Many people with allergies to cats get on fine with the Devon Rex breed, with little or no allergic reactions. However, everyone is different, and you might be more sensitive to their dander and saliva than another allergy sufferer. To truly know if you’ll be able to share a home with this breed, you need to know how you’ll respond to them.

Before welcoming a Devon Rex into your home and then discovering that you’re allergic to them, go to different animal shelters and look for the breed. If you find any, spend some time with them, playing with them and interacting with them. Who knows, your allergies may remain under control, and you may have found your new best friend, which is a win-win.

If you can’t find a Devon Rex at your local animal shelters, chat to a breeder about spending some time with their cats or visit a friend that has this breed. Taking these steps before buying a Devon Rex will prevent any possibility of having to rehome your cat.


Other Hypoallergenic Cat Breed Options

If the Devon Rex isn’t the breed for you, that’s okay. There are several other cat breeds that are also considered hypoallergenic—we’ve listed them below.
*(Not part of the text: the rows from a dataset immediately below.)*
//! A tolerant, resource-bounded JSON decoder.
//!
//! `jsonlax` turns a fully resident text or byte buffer into a tree of
//! [`Value`]s. On top of strict JSON it tolerates a well-defined set of
//! extensions, each behind an option: line and block comments are always
//! skipped between tokens, trailing commas and non-standard float sentinels
//! are opt-in, and repeated object keys follow an explicit policy. A nesting
//! limit bounds resource use against adversarially deep input, and failures
//! carry a programmatic kind plus a precise line/column with a bounded
//! source snippet.
//!
//! ```
//! use jsonlax::{parse, Value};
//!
//! let value = parse(r#"{"tags": [1, 2] /* trailing comment */}"#).unwrap();
//! assert!(value.is_mapping());
//! assert_eq!(value.to_string(), r#"{"tags":[1,2]}"#);
//! ```
//!
//! Construction is pluggable: custom sequence/mapping factories, an exact
//! decimal factory for precision-sensitive numbers, key symbolization, text
//! interning, and a tagged-object reconstruction registry are all selected
//! through [`ParserOptions`].

mod additions;
mod builder;
mod decimal;
mod diagnostics;
mod error;
mod factory;
mod options;
mod parser;
mod scanner;
mod source;
mod value;

#[cfg(test)]
mod tests;

pub use additions::{AdditionsRegistry, CreateFn, DEFAULT_CREATE_ID};
pub use decimal::Decimal;
pub use error::{ErrorKind, ErrorSource, ParseError, SyntaxError};
pub use factory::{
    DecimalFactory, ExactDecimalFactory, MappingBuilder, MappingFactory, SequenceBuilder,
    SequenceFactory, StdMappingFactory, StdSequenceFactory,
};
pub use options::{DEFAULT_MAX_NESTING, OptionsError, ParserOptions};
pub use parser::Parser;
pub use source::{Encoding, IntoSource, Source};
pub use value::{Key, Mapping, Sequence, Text, Value};

/// Parses `input` under default options.
///
/// # Errors
///
/// Any [`ParseError`]; see [`ErrorKind`] for the classification.
///
/// # Examples
///
/// ```
/// use jsonlax::parse;
///
/// let v = parse("[1, 2, 3]").unwrap();
/// assert!(v.is_sequence());
/// assert!(parse("[1, 2,").is_err());
/// ```
pub fn parse<'a, I: IntoSource<'a>>(input: I) -> Result<Value, ParseError> {
    Parser::new(input, ParserOptions::default())?.parse()
}

/// Parses `input` under the given options.
///
/// # Errors
///
/// Any [`ParseError`]; see [`ErrorKind`] for the classification.
pub fn parse_with<'a, I: IntoSource<'a>>(
    input: I,
    options: ParserOptions,
) -> Result<Value, ParseError> {
    Parser::new(input, options)?.parse()
}
//! The grammar engine.
//!
//! Drives the JSON value grammar over the scanner's token stream and emits
//! into the builder. Descent is iterative: an explicit scope stack holds the
//! in-progress containers, so container depth is bounded by the
//! `NestingGuard` alone and adversarially deep input cannot exhaust the
//! native call stack even when the limit is disabled. The guard increments
//! on every `[`/`{` and decrements on the matching close; exceeding the
//! configured limit aborts the parse immediately with a nesting error,
//! distinct from a syntax error.
//!
//! One `Parser` binds one input to one validated option set. `parse` borrows
//! the parser shared and allocates its scanner and builder per call, so
//! repeated calls are independent and yield equal trees.

use bstr::BStr;

use crate::builder::ValueBuilder;
use crate::diagnostics;
use crate::error::{ErrorSource, ParseError, SyntaxError};
use crate::factory::{MappingBuilder, SequenceBuilder};
use crate::options::ParserOptions;
use crate::scanner::{Scanner, Token};
use crate::source::{Encoding, IntoSource, Source};
use crate::value::{Key, Value};

/// A reusable parser bound to one input buffer and one configuration.
///
/// # Examples
///
/// ```
/// use jsonlax::{Parser, ParserOptions};
///
/// let parser = Parser::new(r#"{"a": "b"}"#, ParserOptions::default()).unwrap();
/// let first = parser.parse().unwrap();
/// let second = parser.parse().unwrap();
/// assert_eq!(first, second);
/// ```
pub struct Parser<'a> {
    source: Source<'a>,
    options: ParserOptions,
}

impl<'a> Parser<'a> {
    /// Binds `input` and `options`, rejecting absent input, inconsistent
    /// options, and encoding-assertion violations before any token is
    /// scanned.
    ///
    /// # Errors
    ///
    /// [`ErrorKind::InvalidInput`], [`ErrorKind::Options`], or
    /// [`ErrorKind::Encoding`].
    ///
    /// [`ErrorKind::InvalidInput`]: crate::ErrorKind::InvalidInput
    /// [`ErrorKind::Options`]: crate::ErrorKind::Options
    /// [`ErrorKind::Encoding`]: crate::ErrorKind::Encoding
    pub fn new<I: IntoSource<'a>>(input: I, options: ParserOptions) -> Result<Self, ParseError> {
        let Some(source) = input.into_source() else {
            return Err(ParseError::unlocated(ErrorSource::InvalidInput(
                "no input supplied",
            )));
        };
        options.validate().map_err(|e| ParseError::unlocated(ErrorSource::Options(e)))?;
        if source.encoding() == Encoding::Ascii {
            if let Some(offset) = source.bytes().iter().position(|b| !b.is_ascii()) {
                let (line, column) = diagnostics::line_column(source.bytes(), offset);
                return Err(ParseError::new(
                    ErrorSource::Encoding { assertion: "US-ASCII", byte: source.bytes()[offset] },
                    line,
                    column,
                ));
            }
        }
        Ok(Self { source, options })
    }

    /// Parses the bound input. May be called repeatedly; each call scans the
    /// buffer afresh and yields an equal tree.
    ///
    /// # Errors
    ///
    /// Any [`ParseError`] raised by scanning, the grammar, or the hooks.
    pub fn parse(&self) -> Result<Value, ParseError> {
        let mut scanner = Scanner::new(self.source.bytes(), self.options.allow_nan);
        let mut builder = ValueBuilder::new(&self.options);
        let value = self.parse_value(&mut scanner, &mut builder)?;
        // a complete value must be followed by nothing but whitespace and
        // comments; a second top-level value is trailing garbage too
        match scanner.next_token()? {
            Token::Eof => Ok(value),
            _ => Err(scanner.error_here(SyntaxError::TrailingContent(scanner.snippet_here()))),
        }
    }

    /// The bound input.
    #[must_use]
    pub fn source(&self) -> &'a BStr {
        self.source.as_bstr()
    }

    /// The bound options.
    #[must_use]
    pub fn options(&self) -> &ParserOptions {
        &self.options
    }

    fn parse_value(
        &self,
        scanner: &mut Scanner<'a>,
        builder: &mut ValueBuilder<'_>,
    ) -> Result<Value, ParseError> {
        let mut guard = NestingGuard::new(self.options.nesting_limit());
        let mut scopes: Vec<Scope> = Vec::new();

        'value: loop {
            // a value is expected here; a closing bracket is legal only for
            // an empty container or after a permitted trailing comma
            let token = scanner.next_token()?;
            let mut value = match token {
                Token::Null => Value::Null,
                Token::True => Value::Bool(true),
                Token::False => Value::Bool(false),
                Token::Number { start, end } => {
                    let literal = scanner.number_literal(start, end);
                    builder.number(literal).map_err(|e| scanner.error_here(e))?
                }
                Token::Str(bytes) => Value::Text(builder.text(bytes)),
                Token::BeginArray => {
                    guard.enter().map_err(|e| scanner.error_here(e))?;
                    scopes.push(Scope::Sequence { seq: builder.begin_sequence(), len: 0 });
                    continue 'value;
                }
                Token::BeginObject => {
                    guard.enter().map_err(|e| scanner.error_here(e))?;
                    let map = builder.begin_mapping();
                    match scanner.next_token()? {
                        Token::EndObject => {
                            guard.exit();
                            builder.finish_mapping(map).map_err(|e| scanner.error_here(e))?
                        }
                        Token::Str(bytes) => {
                            let key = builder.key(bytes);
                            expect_colon(scanner)?;
                            scopes.push(Scope::Mapping { map, pending: Some(key) });
                            continue 'value;
                        }
                        other => {
                            return Err(scanner.error_here(SyntaxError::Expected {
                                expected: "object key",
                                got: other.name(),
                            }));
                        }
                    }
                }
                Token::EndArray => match scopes.pop() {
                    Some(Scope::Sequence { seq, len }) => {
                        if len > 0 && !self.options.allow_trailing_comma {
                            return Err(scanner.error_here(SyntaxError::TrailingComma(']')));
                        }
                        guard.exit();
                        seq.finish()
                    }
                    _ => return Err(scanner.error_here(SyntaxError::UnexpectedToken("']'"))),
                },
                Token::Eof => {
                    return Err(scanner.error_here(SyntaxError::UnexpectedEndOfInput));
                }
                other @ (Token::EndObject | Token::Colon | Token::Comma) => {
                    return Err(scanner.error_here(SyntaxError::UnexpectedToken(other.name())));
                }
            };

            // attach the value, closing every container it completes
            loop {
                let Some(scope) = scopes.pop() else {
                    return Ok(value);
                };
                match scope {
                    Scope::Sequence { mut seq, len } => {
                        seq.append(value);
                        match scanner.next_token()? {
                            Token::Comma => {
                                scopes.push(Scope::Sequence { seq, len: len + 1 });
                                continue 'value;
                            }
                            Token::EndArray => {
                                guard.exit();
                                value = seq.finish();
                            }
                            other => {
                                return Err(scanner.error_here(SyntaxError::Expected {
                                    expected: "',' or ']' after array element",
                                    got: other.name(),
                                }));
                            }
                        }
                    }
                    Scope::Mapping { mut map, pending } => {
                        let Some(key) = pending else {
                            unreachable!("mapping scope without a pending key")
                        };
                        let displaced = map.assign(key.clone(), value);
                        if displaced.is_some() && !self.options.allow_duplicate_key {
                            return Err(scanner
                                .error_here(SyntaxError::DuplicateKey(key.text().to_string())));
                        }
                        match scanner.next_token()? {
                            Token::Comma => match scanner.next_token()? {
                                Token::Str(bytes) => {
                                    let key = builder.key(bytes);
                                    expect_colon(scanner)?;
                                    scopes.push(Scope::Mapping { map, pending: Some(key) });
                                    continue 'value;
                                }
                                Token::EndObject => {
                                    if !self.options.allow_trailing_comma {
                                        return Err(scanner
                                            .error_here(SyntaxError::TrailingComma('}')));
                                    }
                                    guard.exit();
                                    value = builder
                                        .finish_mapping(map)
                                        .map_err(|e| scanner.error_here(e))?;
                                }
                                other => {
                                    return Err(scanner.error_here(SyntaxError::Expected {
                                        expected: "object key",
                                        got: other.name(),
                                    }));
                                }
                            },
                            Token::EndObject => {
                                guard.exit();
                                value = builder
                                    .finish_mapping(map)
                                    .map_err(|e| scanner.error_here(e))?;
                            }
                            other => {
                                return Err(scanner.error_here(SyntaxError::Expected {
                                    expected: "',' or '}' after object value",
                                    got: other.name(),
                                }));
                            }
                        }
                    }
                }
            }
        }
    }
}

fn expect_colon(scanner: &mut Scanner<'_>) -> Result<(), ParseError> {
    let token = scanner.next_token()?;
    if token == Token::Colon {
        Ok(())
    } else {
        Err(scanner.error_here(SyntaxError::Expected {
            expected: "':' after object key",
            got: token.name(),
        }))
    }
}

/// An in-progress container on the explicit parse stack.
enum Scope {
    /// An open array and how many elements it holds so far.
    Sequence { seq: Box<dyn SequenceBuilder>, len: usize },
    /// An open object; `pending` holds the key whose value is being parsed.
    Mapping { map: Box<dyn MappingBuilder>, pending: Option<Key> },
}

/// Depth counter for open containers, compared against the configured limit.
struct NestingGuard {
    depth: usize,
    limit: Option<usize>,
}

impl NestingGuard {
    fn new(limit: Option<usize>) -> Self {
        Self { depth: 0, limit }
    }

    fn enter(&mut self) -> Result<(), ErrorSource> {
        self.depth += 1;
        match self.limit {
            Some(limit) if self.depth > limit => Err(ErrorSource::NestingTooDeep(self.depth)),
            _ => Ok(()),
        }
    }

    fn exit(&mut self) {
        self.depth -= 1;
    }
}
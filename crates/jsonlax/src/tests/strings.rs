use rstest::rstest;

use super::{seq, text};
use crate::{ErrorKind, Source, Value, parse};

#[test]
fn test_simple_escapes() {
    assert_eq!(
        parse("[\"\\\"\\b\\n\\r\\t\\u0000\\u001f\"]"),
        Ok(seq(vec![text("\"\u{8}\n\r\t\0\u{1f}")]))
    );
    assert_eq!(parse("[\"\\\\\"]"), Ok(seq(vec![text("\\")])));
    assert_eq!(parse("[\"\\\"\"]"), Ok(seq(vec![text("\"")])));
    assert_eq!(parse("[\"\\/\"]"), Ok(seq(vec![text("/")])));
    assert_eq!(parse("[\"/\"]"), Ok(seq(vec![text("/")])));
    assert_eq!(parse("[\"\\f\"]"), Ok(seq(vec![text("\u{c}")])));
}

#[test]
fn test_backslash_fixtures() {
    assert_eq!(
        parse("[\"\\\\.(?i:gif|jpe?g|png)$\"]"),
        Ok(seq(vec![text("\\.(?i:gif|jpe?g|png)$")]))
    );
    assert_eq!(parse("[\"\\\\\\\"\\\\\"]"), Ok(seq(vec![text("\\\"\\")])));
    let quotes = "\"".repeat(25);
    let escaped = "\\\"".repeat(25);
    assert_eq!(parse(&format!("[\"{escaped}\"]")), Ok(seq(vec![text(&quotes)])));
}

#[test]
fn test_unicode_escapes() {
    assert_eq!(parse("[\"\\u00e9\"]"), Ok(seq(vec![text("\u{e9}")])));
    assert_eq!(parse("[\"\\u00e9é\"]"), Ok(seq(vec![text("éé")])));
    assert_eq!(parse("\"\\uaaaa\""), Ok(text("\u{aaaa}")));
    assert_eq!(parse("\"\\u0001a\\u0002\""), Ok(text("\u{1}a\u{2}")));
}

#[test]
fn test_surrogate_pairs_combine() {
    assert_eq!(parse("[\"\\ud83d\\ude00\"]"), Ok(seq(vec![text("😀")])));
    assert_eq!(parse("\"\\uD834\\uDD1E\""), Ok(text("\u{1D11E}")));
}

#[test]
fn test_unpaired_surrogates_pass_through() {
    // an unpaired half keeps its three-byte encoded form rather than failing
    let high = parse("\"\\ud800\"").unwrap();
    assert_eq!(high.as_text().unwrap().as_bytes(), [0xED, 0xA0, 0x80]);

    let low = parse("\"\\udc00\"").unwrap();
    assert_eq!(low.as_text().unwrap().as_bytes(), [0xED, 0xB0, 0x80]);

    let followed = parse("\"\\ud800x\"").unwrap();
    assert_eq!(followed.as_text().unwrap().as_bytes(), [0xED, 0xA0, 0x80, b'x']);
}

#[test]
fn test_high_surrogate_before_real_pair() {
    let value = parse("\"\\ud800\\ud83d\\ude00\"").unwrap();
    let mut expected = vec![0xED, 0xA0, 0x80];
    expected.extend_from_slice("😀".as_bytes());
    assert_eq!(value.as_text().unwrap().as_bytes(), expected.as_slice());
}

#[rstest]
#[case("\"\\u\"")]
#[case("\"\\ua\"")]
#[case("\"\\uaa\"")]
#[case("\"\\uaaa\"")]
#[case("\"\\u____\"")]
#[case("\"\\u1_2_\"")]
#[case("\"\\uzzzz\"")]
fn test_invalid_unicode_escapes(#[case] input: &str) {
    assert_eq!(parse(input).unwrap_err().kind(), ErrorKind::Syntax, "{input}");
}

#[rstest]
#[case("\"\\x\"")]
#[case("\"\\'\"")]
#[case("\"\\0\"")]
fn test_invalid_simple_escapes(#[case] input: &str) {
    assert_eq!(parse(input).unwrap_err().kind(), ErrorKind::Syntax, "{input}");
}

#[test]
fn test_raw_invalid_bytes_are_preserved() {
    let value = parse(b"[\"\x80\"]").unwrap();
    let Value::Sequence(items) = value else { panic!("expected a sequence") };
    let t = items[0].as_text().unwrap();
    assert_eq!(t.as_bytes(), [0x80]);
    assert!(t.to_str().is_none());
}

#[test]
fn test_multibyte_text_survives() {
    assert_eq!(parse("[\"n€st€d\"]"), Ok(seq(vec![text("n€st€d")])));
}

#[test]
fn test_ascii_assertion() {
    assert!(parse(Source::ascii(b"{\"foo\": 1}")).is_ok());

    let err = parse(Source::ascii(b"[\"\x80\"]")).unwrap_err();
    assert_eq!(err.kind(), ErrorKind::Encoding);

    // multi-byte UTF-8 violates a single-byte assertion even when valid
    let err = parse(Source::ascii("[\"é\"]".as_bytes())).unwrap_err();
    assert_eq!(err.kind(), ErrorKind::Encoding);
}

#[test]
fn test_raw_control_bytes_are_rejected() {
    assert_eq!(parse(b"[\"\x01\"]").unwrap_err().kind(), ErrorKind::Syntax);
    assert_eq!(parse("[\"a\nb\"]").unwrap_err().kind(), ErrorKind::Syntax);
}

#[test]
fn test_unterminated_strings() {
    assert!(parse("\"abc").is_err());
    assert!(parse("\"abc\\").is_err());
    assert!(parse("[\"abc]").is_err());
}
  • Cornish Rex – These cats have a short coat that is soft and curly and sheds infrequently. Like the Devon Rex, they’re energetic and intelligent. They have slender bodies and large features and are always chatty.
  • Javanese – This chatty and attention-seeking breed also has a slender but muscular body. Their coats are medium to long and don’t have an undercoat. They’re easy to groom and shed very little.
  • Sphynx – This breed is easy to identify for their lack of hair; however, they do have a thin, soft layer of hair that covers their body. Although almost hairless, these cats come in different colors and patterns. These cats still need to be bathed regularly as they get greasy and are susceptible to fleas.
  • Russian Blue – If you’re less favorable of the bald appearance and leaning towards a fluffier cat, consider the Russian Blue. These beautiful cats have silky, dense coats that are short and plush. They produce fewer allergens than other breeds and shed lightly.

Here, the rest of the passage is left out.